The video of Chan's entire sermon was posted online by the Moody Bible Institute. 

Chan, the former teaching pastor of Cornerstone Community Church in Simi Valley, California, was preaching at the conference earlier this month when he told a story about visiting a village that had no believers.

"At one point, we were in this village that had no believers, like zero. Not a single one," he recalled. "And this lady had built a relationship with the head monk and the village leader and somehow was able to work out that we could go into the village."

"My translator told me he had been in that area before and was chased out with knives and stones thrown at him, so he was terrified," Chan continued. "But the entire village showed up, and I had the honor of sharing the Gospel through a translator, to be the first one to lay out the Gospel and explain that they had a Creator and explain that He had a son and explain what He did on the cross and the resurrection."

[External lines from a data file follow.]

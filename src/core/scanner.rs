//! 源目录树扫描

use crate::core::pattern::PatternSet;
use crate::error::SyncError;
use std::path::PathBuf;
use tokio_util::sync::CancellationToken;
use tracing::info;
use walkdir::WalkDir;

/// 命中模式的源文件
#[derive(Debug, Clone)]
pub struct MatchedFile {
    /// 源文件绝对路径
    pub absolute: PathBuf,
    /// 相对源根目录的路径（统一使用 / 分隔符），原样用作目标侧相对路径
    pub relative: String,
}

/// 文件扫描器
pub struct FileScanner {
    root: PathBuf,
    patterns: PatternSet,
}

impl FileScanner {
    pub fn new(root: PathBuf, patterns: PatternSet) -> Self {
        Self { root, patterns }
    }

    /// 规范化路径分隔符（统一使用 /）
    fn normalize_path(path: &str) -> String {
        path.replace('\\', "/")
    }

    /// 递归扫描，返回命中模式的文件列表
    ///
    /// 目录遍历是同步 IO，放到 blocking 线程池执行；每个条目之间检查一次取消信号，
    /// 取消时整体返回 Cancelled 而不是半截列表。只对文件的基础名做匹配，目录不参与
    /// 匹配也不出现在结果里。返回顺序由文件系统枚举顺序决定，调用方不应依赖。
    pub async fn scan(&self, cancel: &CancellationToken) -> Result<Vec<MatchedFile>, SyncError> {
        if cancel.is_cancelled() {
            return Err(SyncError::Cancelled);
        }

        info!("开始扫描源目录: {}", self.root.display());

        let root = self.root.clone();
        let patterns = self.patterns.clone();
        let cancel = cancel.clone();

        let matched = tokio::task::spawn_blocking(move || {
            let mut matched = Vec::new();

            for entry in WalkDir::new(&root).follow_links(false) {
                if cancel.is_cancelled() {
                    return Err(SyncError::Cancelled);
                }

                let entry = entry?;
                if entry.file_type().is_dir() {
                    continue;
                }

                // 只用基础名（不含目录部分）做匹配
                let file_name = match entry.file_name().to_str() {
                    Some(name) => name,
                    None => continue,
                };
                if !patterns.matches(file_name) {
                    continue;
                }

                let relative = match entry.path().strip_prefix(&root) {
                    Ok(relative) => relative,
                    Err(_) => continue,
                };
                let relative = match relative.to_str() {
                    Some(relative) => relative,
                    None => continue,
                };

                matched.push(MatchedFile {
                    absolute: entry.path().to_path_buf(),
                    relative: Self::normalize_path(relative),
                });
            }

            Ok(matched)
        })
        .await??;

        info!("扫描完成: 命中 {} 个文件", matched.len());

        Ok(matched)
    }
}
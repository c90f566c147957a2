pub mod engine;
pub mod pattern;
pub mod progress;
pub mod report;
pub mod resolver;
pub mod scanner;

pub use engine::Synchronizer;
pub use pattern::PatternSet;
pub use progress::{ProgressEvent, ProgressReporter};
pub use report::{Aggregator, FileOutcome, OutcomeKind, SyncResult};
pub use resolver::FileAction;
pub use scanner::{FileScanner, MatchedFile};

"There's no way I can communicate to you how much peace I felt," the pastor stressed. "I am sharing the Good News with a village of people who have never heard of this before. I can't tell you how right it felt."

The Crazy Love author told the audience that he asked God to help him heal the villagers who were suffering.

"I'm going, 'God, please, please hear,'" he recalled. "People started coming forward for healing."

"Every person I touched was healed," Chan said as the conference crowd applauded.

"You guys, OK, this is craziness to me," he added. "I have never experienced this in 52 years. I'm talking like a little boy and a little girl who were deaf. We laid hands, she starts crying and smiling. These are not Christians who have even heard about Jesus, and she's freaking out. We lay hands on her little brother, we lay hands on him, and he starts hearing for the first time."

Chan also admitted that the experience was out of his "comfort zone," but "Man, it happened. It happened."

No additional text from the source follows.